Host it yourself or with a local service provider in your own country.

------
downandout
All this is going to do is push Venezuelan users to pirate the software,
through torrents or other means. This actually would provide some economic
benefit to Adobe. At least some of the Venezuelan users that pirate their
tools will wind up collaborating with users in countries where Adobe can
charge. Ultimately that will result in Adobe making more money than they would
if the tools simply ceased to exist entirely in Venezuela.

------
ricardobeat
> We apologize for the inconvenience.

That's all you get after paying hundreds, or thousands, for a 'cloud' service
that used to be standalone software.

------
anovikov
Of course no one is using paid software in countries like this. Why would
they? I saw big render farms in Russia with multimillion dollar turnover that
use Adobe products downloaded from torrents. I had a client who had massive
rendering needs, and AfterEffects license prohibits renders for other people
so i asked them how do they go about licensing, they basically didn't
understand my question. After some emails exchange, it boiled down to 'maybe
that is a concern for Americans, but we are a Russian company and we're in
Russia, so you can be rest assured you won't have a problem if you just
offload your client's workload to us'. They were most probably right, while i
didn't dare to try. None of their previous clients even asked about that. And
you are speaking of Venezuela.

People outside of the Western states don't buy software. They don't need to.
And their culture is strongly against it (someone who buys something he could
safely steal instead, is seen as a loser in Russia).

------
teekert
Adobe is not a nice company. In my country subscriptions can never last more
than a year, after that you get the right to cancel every month. I took me 25
min and speaking to many Indian help-desk engineers in English before I could
cancel my account. For me that was not a problem but many dutch people don't
even speak English.

------
pedasmith
I just read the executive order. For a programmer, I think I'm pretty good at
reading government-ese, but wow! given the words in the order, I'm not quite
sure how that translates into Adobe not being able to offer their cloud.

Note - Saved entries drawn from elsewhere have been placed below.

//! Viewer choreography
//!
//! The viewer walks a fixed list of phases:
//!
//! ```text
//! Loading -> Ready -> Annotating -> AwaitingStart -> FlipFade -> Hidden
//!         -> RevealFadeIn -> Panning -> ModalHandoff
//! ```
//!
//! `update` is called once per frame with the frame's timestamp. A phase that
//! completes hands over to the next one at its exact end time, so a late
//! frame runs several phases back to back without stretching any of them.
//! The only phase that always lasts a frame is `Hidden`: the model stays
//! invisible for at least one rendered frame after the flip.

use std::f32::consts::PI;

use super::session::ViewerSession;
use crate::anim::{linear_progress, Easing, Millis, Tween};
use crate::annotation::{AnnotationSequencer, AnnotationStatus, StartOutcome};
use crate::config::{FlipConfig, FramingConfig, ModelConfig, PanConfig, RevealConfig};
use crate::event::EventQueue;
use crate::overlay::{ClipSurface, OverlayController};
use crate::scene::{frame_model, prepare_model, LoadOutcome, PendingModel};
use crate::ui::{ids, Page};

/// Number of pan legs: out to one side, across, back to center
const PAN_LEGS: usize = 3;

#[derive(Debug, Clone, Copy, PartialEq)]
pub enum Phase {
    Loading,
    Ready(LoadOutcome),
    Annotating,
    AwaitingStart,
    FlipFade { started: Millis, from_yaw: f32 },
    /// Flip ended at `since`; the model is invisible for this frame
    Hidden { since: Millis },
    RevealFadeIn { started: Millis },
    Panning { leg: usize, started: Millis, base_yaw: f32 },
    ModalHandoff,
}

impl Phase {
    pub fn name(&self) -> &'static str {
        match self {
            Phase::Loading => "loading",
            Phase::Ready(_) => "ready",
            Phase::Annotating => "annotating",
            Phase::AwaitingStart => "awaiting start",
            Phase::FlipFade { .. } => "flip",
            Phase::Hidden { .. } => "hidden",
            Phase::RevealFadeIn { .. } => "reveal",
            Phase::Panning { .. } => "panning",
            Phase::ModalHandoff => "hand-off",
        }
    }
}

#[derive(Debug, Clone, Copy, PartialEq, Eq)]
pub enum PanOutcome {
    Completed,
    /// A leg overran its deadline; the pan was cut short
    TimedOut,
}

#[derive(Debug, Clone, PartialEq)]
pub enum ViewerEvent {
    Loaded(LoadOutcome),
    AwaitingStart,
    FlipStarted,
    FlipFinished,
    Revealed,
    PanStarted,
    PanFinished(PanOutcome),
    HandoffShown,
    /// The hand-off control was used; carries the follow-on screen
    Navigate(String),
}

enum Step {
    Stay,
    /// Switch and keep going in the same frame
    Next(Phase),
    /// Switch, then wait for the next frame
    NextFrame(Phase),
}

pub struct ViewerSequencer {
    pub session: ViewerSession,
    phase: Phase,
    pending: Option<PendingModel>,
    model_config: ModelConfig,
    framing: FramingConfig,
    flip: FlipConfig,
    pan: PanConfig,
    follow_on: String,
    navigated: bool,
    last_now: Millis,
    pub events: EventQueue<ViewerEvent>,
}

impl ViewerSequencer {
    pub fn new(config: &RevealConfig, pending: PendingModel, aspect: f32) -> Self {
        Self {
            session: ViewerSession::new(aspect, config.model.allow_user_rotate, config.model.drag_speed),
            phase: Phase::Loading,
            pending: Some(pending),
            model_config: config.model.clone(),
            framing: config.framing,
            flip: config.flip,
            pan: config.pan.clone(),
            follow_on: config.follow_on.clone(),
            navigated: false,
            last_now: 0.0,
            events: EventQueue::new(),
        }
    }

    #[cfg(test)]
    pub fn phase(&self) -> Phase {
        self.phase
    }

    /// Clamp to a monotonic clock
    fn clock(&mut self, now: Millis) -> Millis {
        let now = now.max(self.last_now);
        self.last_now = now;
        now
    }

    fn set_phase(&mut self, phase: Phase) {
        if std::mem::discriminant(&phase) != std::mem::discriminant(&self.phase) {
            log::info!("Viewer: {} -> {}", self.phase.name(), phase.name());
        }
        self.phase = phase;
    }

    /// Advance the choreography to `now`
    pub fn update<S: ClipSurface>(
        &mut self,
        now: Millis,
        page: &mut Page,
        annotations: &mut AnnotationSequencer,
        overlay: &mut OverlayController<S>,
    ) {
        let now = self.clock(now);
        loop {
            match self.step(now, page, annotations, overlay) {
                Step::Stay => break,
                Step::Next(phase) => self.set_phase(phase),
                Step::NextFrame(phase) => {
                    self.set_phase(phase);
                    break;
                }
            }
        }
    }

    fn step<S: ClipSurface>(
        &mut self,
        now: Millis,
        page: &mut Page,
        annotations: &mut AnnotationSequencer,
        overlay: &mut OverlayController<S>,
    ) -> Step {
        match self.phase {
            Phase::Loading => self.poll_load(now, page),
            Phase::Ready(_) => {
                self.session.allow_user_rotate = false;
                match annotations.start(now, page) {
                    StartOutcome::Started | StartOutcome::AlreadyRunning => Step::Next(Phase::Annotating),
                    StartOutcome::MissingAnchors => self.enter_awaiting(now, page),
                }
            }
            Phase::Annotating => match annotations.update(now, page) {
                AnnotationStatus::Running => Step::Stay,
                _ => self.enter_awaiting(now, page),
            },
            Phase::AwaitingStart | Phase::ModalHandoff => Step::Stay,
            Phase::FlipFade { started, from_yaw } => self.step_flip(now, started, from_yaw, page),
            Phase::Hidden { since } => {
                // Final state: annotations gone, model back at zero opacity
                page.set_visible(ids::ANNO_LAYER, false, now);
                self.session.set_model_visible(true);
                if let Some(toggle) = page.get_mut(ids::MODEL_TOGGLE) {
                    toggle.checked = true;
                }
                self.session.begin_fade();
                self.session.set_fade(0.0);
                Step::Next(Phase::RevealFadeIn { started: since })
            }
            Phase::RevealFadeIn { started } => {
                let t = linear_progress(now, started, self.flip.reveal_ms);
                self.session.set_fade(t);
                if t < 1.0 {
                    return Step::Stay;
                }
                self.session.restore_baselines();
                page.set_visible(ids::GLASS_TOGGLE, true, now);
                self.events.send(ViewerEvent::Revealed);
                match self.enter_pan(started + self.flip.reveal_ms.max(0.0), overlay) {
                    Some(phase) => Step::Next(phase),
                    None => Step::Stay,
                }
            }
            Phase::Panning { leg, started, base_yaw } => self.step_pan(now, leg, started, base_yaw, page, overlay),
        }
    }

    fn poll_load(&mut self, now: Millis, page: &mut Page) -> Step {
        let Some(pending) = self.pending.as_mut() else {
            return Step::Stay;
        };
        let Some(result) = pending.poll() else {
            return Step::Stay;
        };
        let path = pending.path.clone();
        self.pending = None;

        let (model, outcome) = prepare_model(result, &path, &self.model_config, &self.framing);
        self.session.model = Some(model);
        self.reframe(self.session.camera.aspect);
        page.set_visible(ids::LOADING, false, now);
        self.events.send(ViewerEvent::Loaded(outcome));
        Step::Next(Phase::Ready(outcome))
    }

    fn enter_awaiting(&mut self, now: Millis, page: &mut Page) -> Step {
        self.session.allow_user_rotate = self.model_config.allow_user_rotate;
        match page.get_mut(ids::START_BUTTON) {
            Some(button) => {
                // Annotations may have stopped before revealing the button
                button.set_visible(true, now);
                button.enabled = true;
                button.dimmed = false;
            }
            None => log::warn!("No start button on the page; press Enter or Space to start"),
        }
        self.events.send(ViewerEvent::AwaitingStart);
        Step::Next(Phase::AwaitingStart)
    }

    /// The start control was activated. Ignored unless the viewer is waiting
    /// for it with a model loaded.
    pub fn request_start(&mut self, now: Millis, page: &mut Page, annotations: &mut AnnotationSequencer) -> bool {
        if self.phase != Phase::AwaitingStart || self.session.is_animating || self.session.model.is_none() {
            return false;
        }
        let now = self.clock(now);

        annotations.cancel(now, page);
        if let Some(button) = page.get_mut(ids::START_BUTTON) {
            button.enabled = false;
            button.dimmed = true;
        }

        self.session.begin_fade();
        self.session.is_animating = true;
        let from_yaw = self.session.rotation_y();
        self.set_phase(Phase::FlipFade { started: now, from_yaw });
        self.events.send(ViewerEvent::FlipStarted);
        true
    }

    fn step_flip(&mut self, now: Millis, started: Millis, from_yaw: f32, page: &mut Page) -> Step {
        let rotation = linear_progress(now, started, self.flip.rotation_ms);
        let fade_start = started + self.flip.fade_delay_ms;
        let fade = linear_progress(now, fade_start, self.flip.fade_ms);

        self.session.set_rotation_y(from_yaw + PI * Easing::InOutQuad.apply(rotation));
        self.session.set_fade(1.0 - fade);

        if rotation < 1.0 || fade < 1.0 {
            return Step::Stay;
        }

        self.session.set_model_visible(false);
        self.session.is_animating = false;
        page.set_visible(ids::START_BUTTON, false, now);
        self.events.send(ViewerEvent::FlipFinished);

        let end = (started + self.flip.rotation_ms.max(0.0)).max(fade_start + self.flip.fade_ms.max(0.0));
        Step::NextFrame(Phase::Hidden { since: end })
    }

    /// Start the pan and its background clip. A pan already in progress wins.
    fn enter_pan<S: ClipSurface>(&mut self, at: Millis, overlay: &mut OverlayController<S>) -> Option<Phase> {
        if self.session.is_panning {
            return None;
        }
        self.session.is_panning = true;
        overlay.play_for_key(&self.pan.clip, at);
        self.events.send(ViewerEvent::PanStarted);
        Some(Phase::Panning {
            leg: 0,
            started: at,
            base_yaw: self.session.rotation_y(),
        })
    }

    fn pan_leg(&self, leg: usize, started: Millis, base: f32) -> Option<Tween> {
        let swing = self.pan.angle_deg.to_radians();
        let (from, to, duration) = match leg {
            0 => (base, base - swing, self.pan.outer_leg_ms),
            1 => (base - swing, base + swing, self.pan.outer_leg_ms),
            2 => (base + swing, base, self.pan.return_leg_ms),
            _ => return None,
        };
        Some(Tween::new(from, to, started, duration, Easing::InOutQuad))
    }

    fn step_pan<S: ClipSurface>(
        &mut self,
        now: Millis,
        leg: usize,
        started: Millis,
        base_yaw: f32,
        page: &mut Page,
        overlay: &mut OverlayController<S>,
    ) -> Step {
        let Some(tween) = self.pan_leg(leg, started, base_yaw) else {
            return self.finish_pan(now, PanOutcome::Completed, page, overlay);
        };

        if now > tween.end() + self.pan.leg_timeout_ms.max(0.0) {
            log::warn!(
                "Pan leg {} overran its deadline by {:.0} ms, finishing early",
                leg + 1,
                now - tween.end()
            );
            self.session.set_rotation_y(base_yaw);
            return self.finish_pan(now, PanOutcome::TimedOut, page, overlay);
        }

        self.session.set_rotation_y(tween.value(now));
        if !tween.is_done(now) {
            return Step::Stay;
        }
        if leg + 1 < PAN_LEGS {
            Step::Next(Phase::Panning {
                leg: leg + 1,
                started: tween.end(),
                base_yaw,
            })
        } else {
            self.finish_pan(now, PanOutcome::Completed, page, overlay)
        }
    }

    /// Runs however the pan ended
    fn finish_pan<S: ClipSurface>(
        &mut self,
        now: Millis,
        outcome: PanOutcome,
        page: &mut Page,
        overlay: &mut OverlayController<S>,
    ) -> Step {
        self.session.is_panning = false;
        overlay.hold();
        self.session.set_model_visible(false);
        if !page.set_visible(ids::COOKING_MODAL, true, now) {
            log::warn!("No hand-off modal on the page");
        }
        self.events.send(ViewerEvent::PanFinished(outcome));
        self.events.send(ViewerEvent::HandoffShown);
        Step::Next(Phase::ModalHandoff)
    }

    /// The hand-off control was activated. Returns the follow-on screen once.
    pub fn request_handoff(&mut self, now: Millis, page: &mut Page) -> Option<String> {
        if self.phase != Phase::ModalHandoff || self.navigated {
            return None;
        }
        let now = self.clock(now);
        self.navigated = true;
        page.set_visible(ids::COOKING_MODAL, false, now);
        log::info!("Handing off to '{}'", self.follow_on);
        self.events.send(ViewerEvent::Navigate(self.follow_on.clone()));
        Some(self.follow_on.clone())
    }

    /// Model visibility checkbox. Only honoured while no scripted phase owns
    /// the model's visibility.
    pub fn apply_model_toggle(&mut self, visible: bool) -> bool {
        let idle = matches!(self.phase, Phase::Ready(_) | Phase::Annotating | Phase::AwaitingStart);
        if !idle || self.session.is_animating || self.session.is_panning || self.session.model.is_none() {
            return false;
        }
        self.session.set_model_visible(visible);
        true
    }

    /// Refit the camera for a new viewport aspect
    pub fn reframe(&mut self, aspect: f32) {
        let session = &mut self.session;
        match &session.model {
            Some(model) => frame_model(&mut session.camera, model, aspect, self.framing.padding),
            None => session.camera.aspect = if aspect.is_finite() && aspect > 0.0 { aspect } else { 1.0 },
        }
    }
}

Can anyone with more experience translate the order?

------
olliej
Part of this is a direct result of the relentless move to annoying "cloud"
only apps, but the other part is the "we reserve the right to discontinue your
account at any time for any reason" T&Cs that all these apps come with.
Especially when in conjunction with patents that cover the novel concept of
file formats.

More broadly there's a long term cost inflicted by the US gov on US companies
- as time goes by this is going to discourage purchasing US software,
especially that backed by cloud services. I mean take any of that software
that isn't "cloud" software, but does use remote DRM enforcement - should
those "can I use this software" servers also start rejecting connections from
Venezuela or what have you?

------
yuliyp
How does this actually fit with what the order says. It's supposed to affect
people working with the regime, not tens of millions of people. Is this Adobe
just trying to say "fuck you" to a whole country, or are their lawyers just
really confused (or am I?)?

------
mrandish
Creative Cloud apps only need to phone home for activation monthly (at least
it was that way early last year). Impacted users just need to get a new Adobe
ID and purchase a prepaid 1 yr sub to their apps using a Gmail address and VPN
(if Adobe is checking IP). Then just get on a VPN once a month to let it phone
home and otherwise block internet access for those apps.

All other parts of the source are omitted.